> [What the task asks]
Output, without alteration, the first line of the entries and each line after it, stopping with the line that contains "once, when the".

━━━ Input data

//! Read-only sessions over a block service
//!
//! A session groups related reads so the exchange can route them to the same
//! peers. Whether the exchange supports that is decided once, when the
//! session is built; an exchange without sessions is used directly.

use async_trait::async_trait;
use cid::Cid;
use std::sync::Arc;
use tokio_util::sync::CancellationToken;

use crate::block::Block;
use crate::context::CallContext;
use crate::error::Result;
use crate::exchange::BlockStream;
use crate::reader::{FetcherSource, ReadCore, SessionSlot};
use crate::service::{BlockGetter, BlockService};
use crate::streamer::stream_blocks;

/// Session-scoped read view of a [`BlockService`]
///
/// The underlying exchange session is opened on the first exchange fetch,
/// never more than once.
pub struct Session {
    core: Arc<ReadCore>,
    source: FetcherSource,
}

impl Session {
    /// `scope` bounds the lifetime of the exchange session
    pub fn new(service: &BlockService, scope: CancellationToken) -> Self {
        let source = match service.exchange() {
            Some(exchange) if exchange.supports_sessions() => {
                FetcherSource::Session(Arc::new(SessionSlot::new(Arc::clone(exchange), scope)))
            }
            other => FetcherSource::for_exchange(other),
        };

        Self {
            core: service.core(),
            source,
        }
    }

    /// Whether reads go through an exchange session
    pub fn uses_exchange_session(&self) -> bool {
        matches!(self.source, FetcherSource::Session(_))
    }

    pub async fn get_block(&self, cid: &Cid, ctx: &CallContext) -> Result<Block> {
        self.core.get_block(cid, ctx, &self.source).await
    }

    pub fn get_blocks(&self, cids: Vec<Cid>, ctx: &CallContext) -> BlockStream {
        stream_blocks(Arc::clone(&self.core), cids, ctx.clone(), self.source.clone())
    }
}

#[async_trait]
impl BlockGetter for Session {
    async fn get_block(&self, cid: &Cid, ctx: &CallContext) -> Result<Block> {
        Session::get_block(self, cid, ctx).await
    }

    fn get_blocks(&self, cids: Vec<Cid>, ctx: &CallContext) -> BlockStream {
        Session::get_blocks(self, cids, ctx)
    }
}
//! In-memory placement index

use async_trait::async_trait;
use dashmap::DashMap;

use super::LocalIndex;
use crate::error::Result;

/// Placement index held in a concurrent map (tests and offline use)
#[derive(Debug, Default)]
pub struct MemoryIndex {
    entries: DashMap<Vec<u8>, Vec<u8>>,
}

impl MemoryIndex {
    pub fn new() -> Self {
        Self::default()
    }

    pub fn len(&self) -> usize {
        self.entries.len()
    }

    pub fn is_empty(&self) -> bool {
        self.entries.is_empty()
    }
}

#[async_trait]
impl LocalIndex for MemoryIndex {
    async fn get(&self, key: &[u8]) -> Result<Option<Vec<u8>>> {
        Ok(self.entries.get(key).map(|v| v.value().clone()))
    }

    async fn put(&self, key: &[u8], value: Vec<u8>) -> Result<()> {
        self.entries.insert(key.to_vec(), value);
        Ok(())
    }
}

━━━━━━

> [Answer section]
//! Read-only sessions over a block service
//!
//! A session groups related reads so the exchange can route them to the same
//! peers. Whether the exchange supports that is decided once, when the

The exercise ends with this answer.